В ситуации Дона Анна – вдова, а не дочь командора, которого Пушкин ввел в традиционный сюжет трагедии, оказывается, по Нево, перевоплощенным страх Пушкина «быть замененным после смерти другим человеком». В результате и в личности командора заключен один из моментов пушкинской судьбы. С другой стороны, Нево считает, что статуя командора отражает также и финансовые трудности Пушкина в отношениях с Гончаровыми (Нево имеет здесь в виду «медную бабу», которая в сознании Пушкина якобы приобретает черты каменной статуи командора).

Методология подхода Нево к «Каменному гостю» раскрывается в его полемике с Ш. Корбе, который видел в Дон Гуане рафинированного, соблазнителя, испытывавшего почти садистское наслаждение в унижении Доны Анны. Оспаривая эту трактовку, Нево в качестве основного аргумента ссылается на характер самого Пушкина: «Признание Дон Гуана Доне Анне вызвано желанием быть любимым таким, каков он есть, что значительно ближе к характеру Пушкина, чем садизм» 17.

При наличии отдельных любопытных наблюдений статья Нево в целом переходит предел допустимости автобиографического толкования художественных произведений, что приводит к параллелям, часто совершенно произвольным, как, например, в случае со статуей Екатерины II. Напомним хорошо известный факт, что оживающая статуя командора присутствует практически во всех версиях легенды о Дон Жуане, и, следовательно, появление ее у Пушкина никак не может быть истолковано собственной его биографией.

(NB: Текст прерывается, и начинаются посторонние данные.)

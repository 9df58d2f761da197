//! Module identity and the directed edges between modules.

use rustc_hash::FxHashSet;
use serde::{Deserialize, Serialize};

/// Identifier of a named module within a [`Catalogue`](super::Catalogue).
#[derive(Debug, Clone, Copy, PartialEq, Eq, PartialOrd, Ord, Hash, Serialize, Deserialize)]
pub struct ModuleId(pub(crate) usize);

impl ModuleId {
    pub fn new(id: usize) -> Self {
        Self(id)
    }

    pub fn as_usize(&self) -> usize {
        self.0
    }
}

impl std::fmt::Display for ModuleId {
    fn fmt(&self, f: &mut std::fmt::Formatter<'_>) -> std::fmt::Result {
        write!(f, "module_{}", self.0)
    }
}

/// A node in a process's route graph.
///
/// Identity is by variant and id only. Two named steps with the same display
/// name are still distinct modules.
#[derive(Debug, Clone, Copy, PartialEq, Eq, PartialOrd, Ord, Hash, Serialize, Deserialize)]
#[serde(rename_all = "snake_case")]
pub enum Module {
    /// Entry sentinel; every route begins here.
    Start,
    /// A named step, see [`ModuleInfo`].
    Step(ModuleId),
    /// Exit sentinel; every route ends here.
    End,
}

impl Module {
    /// Whether this is `Start` or `End`.
    pub fn is_endpoint(&self) -> bool {
        matches!(self, Module::Start | Module::End)
    }

    /// The step id, if this is a named step.
    pub fn step_id(&self) -> Option<ModuleId> {
        match self {
            Module::Step(id) => Some(*id),
            _ => None,
        }
    }
}

impl std::fmt::Display for Module {
    fn fmt(&self, f: &mut std::fmt::Formatter<'_>) -> std::fmt::Result {
        match self {
            Module::Start => f.write_str("START"),
            Module::End => f.write_str("END"),
            Module::Step(id) => id.fmt(f),
        }
    }
}

/// Catalogue data carried by a named module.
#[derive(Debug, Clone, PartialEq, Eq, Serialize, Deserialize)]
pub struct ModuleInfo {
    /// Identity of the module
    pub id: ModuleId,
    /// Display name (not required to be unique)
    pub name: String,
    /// Lower bound of the caller-visible parameter
    pub min_value: Option<i32>,
    /// Upper bound of the caller-visible parameter
    pub max_value: Option<i32>,
}

impl ModuleInfo {
    pub fn new(id: ModuleId, name: impl Into<String>) -> Self {
        Self {
            id,
            name: name.into(),
            min_value: None,
            max_value: None,
        }
    }

    /// A module takes a parameter when either bound is set.
    pub fn has_parameter(&self) -> bool {
        self.min_value.is_some() || self.max_value.is_some()
    }

    /// The graph node for this module.
    pub fn module(&self) -> Module {
        Module::Step(self.id)
    }
}

/// A directed route from one module to another.
#[derive(Debug, Clone, Copy, PartialEq, Eq, Hash, Serialize, Deserialize)]
pub struct ModulePair {
    pub from: Module,
    pub to: Module,
    /// Whether this route is part of the process's default path
    pub is_default: bool,
}

impl ModulePair {
    pub fn new(from: Module, to: Module, is_default: bool) -> Self {
        Self {
            from,
            to,
            is_default,
        }
    }

    /// Whether this pair touches `module` at either end.
    pub fn touches(&self, module: Module) -> bool {
        self.from == module || self.to == module
    }

    /// Whether this pair connects `from` to `to` in that direction.
    pub fn connects(&self, from: Module, to: Module) -> bool {
        self.from == from && self.to == to
    }
}

/// Every module a route graph needs a position for.
///
/// This is `Start`, then all route targets, then any route source that is
/// never a target, then `End`. Sources that are never targets are not part of
/// the process proper; they are kept so that a layout can show them and
/// validation can report them as disconnected.
pub fn graph_modules(pairs: &[ModulePair]) -> Vec<Module> {
    let mut seen: FxHashSet<Module> = [Module::Start, Module::End].into_iter().collect();
    let mut modules = vec![Module::Start];
    let targets = pairs.iter().map(|pair| pair.to);
    let sources = pairs.iter().map(|pair| pair.from);
    for module in targets.chain(sources) {
        if seen.insert(module) {
            modules.push(module);
        }
    }
    modules.push(Module::End);
    modules
}
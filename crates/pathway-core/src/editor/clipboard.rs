//! Copy and paste of a process's route map.

use rustc_hash::FxHashSet;

use crate::graph::ModuleLayout;
use crate::model::{Module, ModulePair};

/// A detached copy of one process's layout and routes.
///
/// Pasting replaces the target process's routes wholesale, so the copy owns
/// its data and hands out fresh clones on every read.
#[derive(Debug, Clone, Default, PartialEq, Eq)]
pub struct CopiedModuleMap {
    layout: ModuleLayout,
    pairs: Vec<ModulePair>,
}

impl CopiedModuleMap {
    pub fn new(layout: &ModuleLayout, pairs: &[ModulePair]) -> Self {
        Self {
            layout: layout.clone(),
            pairs: pairs.to_vec(),
        }
    }

    /// Drop every position and route that mentions a module outside `modules`.
    ///
    /// Sentinels are not implied; include `Start` and `End` in `modules` to keep them.
    pub fn filter(&mut self, modules: &FxHashSet<Module>) {
        self.layout.retain_modules(|module| modules.contains(&module));
        self.pairs
            .retain(|pair| modules.contains(&pair.from) && modules.contains(&pair.to));
    }

    pub fn layout(&self) -> ModuleLayout {
        self.layout.clone()
    }

    pub fn pairs(&self) -> Vec<ModulePair> {
        self.pairs.clone()
    }

    /// Replace `pairs` and `layout` with this copy.
    pub fn paste_into(&self, pairs: &mut Vec<ModulePair>, layout: &mut ModuleLayout) {
        *pairs = self.pairs();
        *layout = self.layout();
    }
}
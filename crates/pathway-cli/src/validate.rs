//! Validate command implementation for Pathway CLI.
//!
//! Loads a catalogue and reports its structural problems.

use pathway_core::PathwayConfig;

use crate::colors;
use crate::loader::{self, LoadedCatalogue};

/// Execute the validate command.
pub fn execute(catalogue_path: &str, config: &PathwayConfig) -> anyhow::Result<()> {
    let loaded = LoadedCatalogue::open(catalogue_path, config)?;

    colors::print_header("Pathway Validate", &loaded.display_name());
    loaded.report_cyclic();

    let report = loaded.problems();
    loader::print_report(&report);

    if report.has_problems() {
        anyhow::bail!(
            "{} {} found",
            report.len(),
            if report.len() == 1 { "problem" } else { "problems" }
        );
    }
    Ok(())
}
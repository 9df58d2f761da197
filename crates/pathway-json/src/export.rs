//! Writing a [`Catalogue`] back to its file form.

use rustc_hash::FxHashSet;

use pathway_core::{Catalogue, Module, Process, Product};

use crate::wire::{
    CatalogueData, CatalogueFile, PairingData, ParameterData, ProcessData, ProductData,
};

/// Convert the model into its file form.
pub fn export_catalogue(catalogue: &Catalogue) -> CatalogueFile {
    let processes = catalogue
        .processes
        .iter()
        .map(|process| export_process(catalogue, process))
        .collect();
    let products = catalogue
        .products
        .iter()
        .map(|product| export_product(catalogue, product))
        .collect();

    CatalogueFile {
        catalogue: CatalogueData {
            pipeline: catalogue.pipeline.clone(),
            url: catalogue.url.clone(),
            lims_id: catalogue.lims_id.clone(),
            processes,
            products,
        },
    }
}

/// Name written for a route endpoint; sentinels are left out.
fn step_name(catalogue: &Catalogue, module: Module) -> Option<String> {
    match module {
        Module::Start | Module::End => None,
        Module::Step(_) => Some(catalogue.module_name(module).to_string()),
    }
}

fn export_process(catalogue: &Catalogue, process: &Process) -> ProcessData {
    let mut seen = FxHashSet::default();
    let mut module_parameters = Vec::new();
    let mut pairings = Vec::with_capacity(process.pairs.len());

    for pair in &process.pairs {
        pairings.push(PairingData {
            from_step: step_name(catalogue, pair.from),
            to_step: step_name(catalogue, pair.to),
            default_path: pair.is_default,
        });

        // Parameters travel once per module, with the first route into it
        let Some(info) = pair.to.step_id().and_then(|id| catalogue.module(id)) else {
            continue;
        };
        if seen.insert(info.name.as_str()) && info.has_parameter() {
            module_parameters.push(ParameterData {
                name: info.name.clone(),
                min_value: info.min_value.map(Into::into),
                max_value: info.max_value.map(Into::into),
            });
        }
    }

    ProcessData {
        name: process.name.clone(),
        uuid: process.uuid.clone(),
        tat: process.tat.into(),
        process_class: process.process_class.clone(),
        module_parameters,
        process_module_pairings: pairings,
    }
}

fn export_product(catalogue: &Catalogue, product: &Product) -> ProductData {
    ProductData {
        name: product.name.clone(),
        description: product.description.clone(),
        uuid: product.uuid.clone(),
        product_version: product.product_version.into(),
        availability: product.availability.into(),
        requested_biomaterial_type: product.bio_type.clone(),
        process_uuids: product
            .processes
            .iter()
            .filter_map(|id| catalogue.process(*id))
            .map(|process| process.uuid.clone())
            .collect(),
    }
}
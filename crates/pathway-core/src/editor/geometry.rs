//! Hit testing on the editing canvas.

use crate::config::EditorGeometry;
use crate::graph::Position;

/// Whether `(x, y)` falls inside the module rectangle centred on `centre`.
///
/// The rectangle is half-open: the left and top edges are inside, the right
/// and bottom edges are not.
pub fn in_module_rect(x: i32, y: i32, centre: Position, geometry: &EditorGeometry) -> bool {
    let (width, height) = (i64::from(geometry.module_width), i64::from(geometry.module_height));
    let x = i64::from(x) + width / 2 - i64::from(centre.x);
    let y = i64::from(y) + height / 2 - i64::from(centre.y);
    (0..width).contains(&x) && (0..height).contains(&y)
}

/// Perpendicular distance from `(x, y)` to the line from `source` to `target`.
///
/// Returns `None` when the point lies outside the segment's bounding range
/// widened by `margin`, so points beyond either end of a segment never match.
pub fn distance_to_segment(
    x: i32,
    y: i32,
    source: Position,
    target: Position,
    margin: i32,
) -> Option<f64> {
    let (px, py) = (
        i64::from(x) - i64::from(source.x),
        i64::from(y) - i64::from(source.y),
    );
    let (dx, dy) = (
        i64::from(target.x) - i64::from(source.x),
        i64::from(target.y) - i64::from(source.y),
    );
    let margin = i64::from(margin);
    if !(in_range_of(px, dx, margin) && in_range_of(py, dy, margin)) {
        return None;
    }

    // Offsets fit in 33 bits, so the conversion to f64 is exact
    let (px, py) = (px as f64, py as f64);
    let (dx, dy) = (dx as f64, dy as f64);
    let length_sq = dx * dx + dy * dy;
    if length_sq == 0.0 {
        return Some(px.hypot(py));
    }
    let scale = (dx * px + dy * py) / length_sq;
    Some((scale * dx - px).hypot(scale * dy - py))
}

/// Whether offset `v` lies within `[0, dv]` (in either direction) give or take `margin`.
fn in_range_of(v: i64, dv: i64, margin: i64) -> bool {
    if dv < 0 {
        v >= dv - margin && v < margin
    } else {
        v <= dv + margin && v > -margin
    }
}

Автор статьи, желая утвердить оригинальность Пушкина и вступая на деле, своим биографическим подходом, в довольно опасную область психологии творчества, сам того не замечая, перечеркивает философскую глубину пушкинской трагедии.

Несколько более сдержанной в своем автобиографическом пафосе является статья Натали Лабрек «Отношения Дон Гуан – Анна у Пушкина и Блока» 18. Касаясь отражения в трагедии «Каменный гость» личного и лирического опыта автора, который «смог выкристаллизоваться в драму благодаря эффекту отчуждения», Лабрек в своей статье говорит не о прямом отражении личных коллизий Пушкина в драме, но лишь о возможных аналогиях. Ответ Дон Гуана в финале; «Что значит смерть? за сладкий миг свиданья Безропотно Отдам я жизнь», – рассматривается как то, что могло быть сказано самим Пушкиным – Пушкиным, погибшим на дуэли во имя чести и любви к своей даме.

Также и в других «маленьких трагедиях» Лабрек усматривает художественную аналогию тем отношениям, которыми Пушкин был повязан в течение своей жизни: отношениями с отцом («Скупой рыцарь»), с завистливыми литераторами («Моцарт и Сальери»), с женщинами, некогда любимыми (Инеза в «Каменном госте»). Однако трактовка в этой статье каменной статуи как аналога и символа политического режима, связывающего Пушкина, представляется натянутой и излишне прямолинейной, что лишний раз подчеркивает те опасности, которые подстерегают исследователей, преданных прототипическому методу.

Внимание французских ученых-пушкинистов привлекает и автобиографическое начало в трагедии «Борис Годунов». Так, в статье «Народ, история и «Борис Годунов» Пушкина» А. Сосье проводит прямые параллели между пушкинским временем и временем Бориса Годунова с господствующим ощущением пустоты и безмолвия19. Бакэ в известной уже нам книге отмечает в качестве основной приметы пушкинской трагедии двойственность сознания, которой почти в равной степени обладают все герои, и которая в жизни так мучительна была для Пушкина. Особое внимание уделяет Бакэ Пимену. По мнению Бакэ, Пимен – единственный персонаж в трагедии, лишенный двойственности, и для Пушкина он является идеальным героем, в котором он сам, возможно, мечтал быть отображенным, как братья Ван-Эйк в картине «Агнец непорочный» 20.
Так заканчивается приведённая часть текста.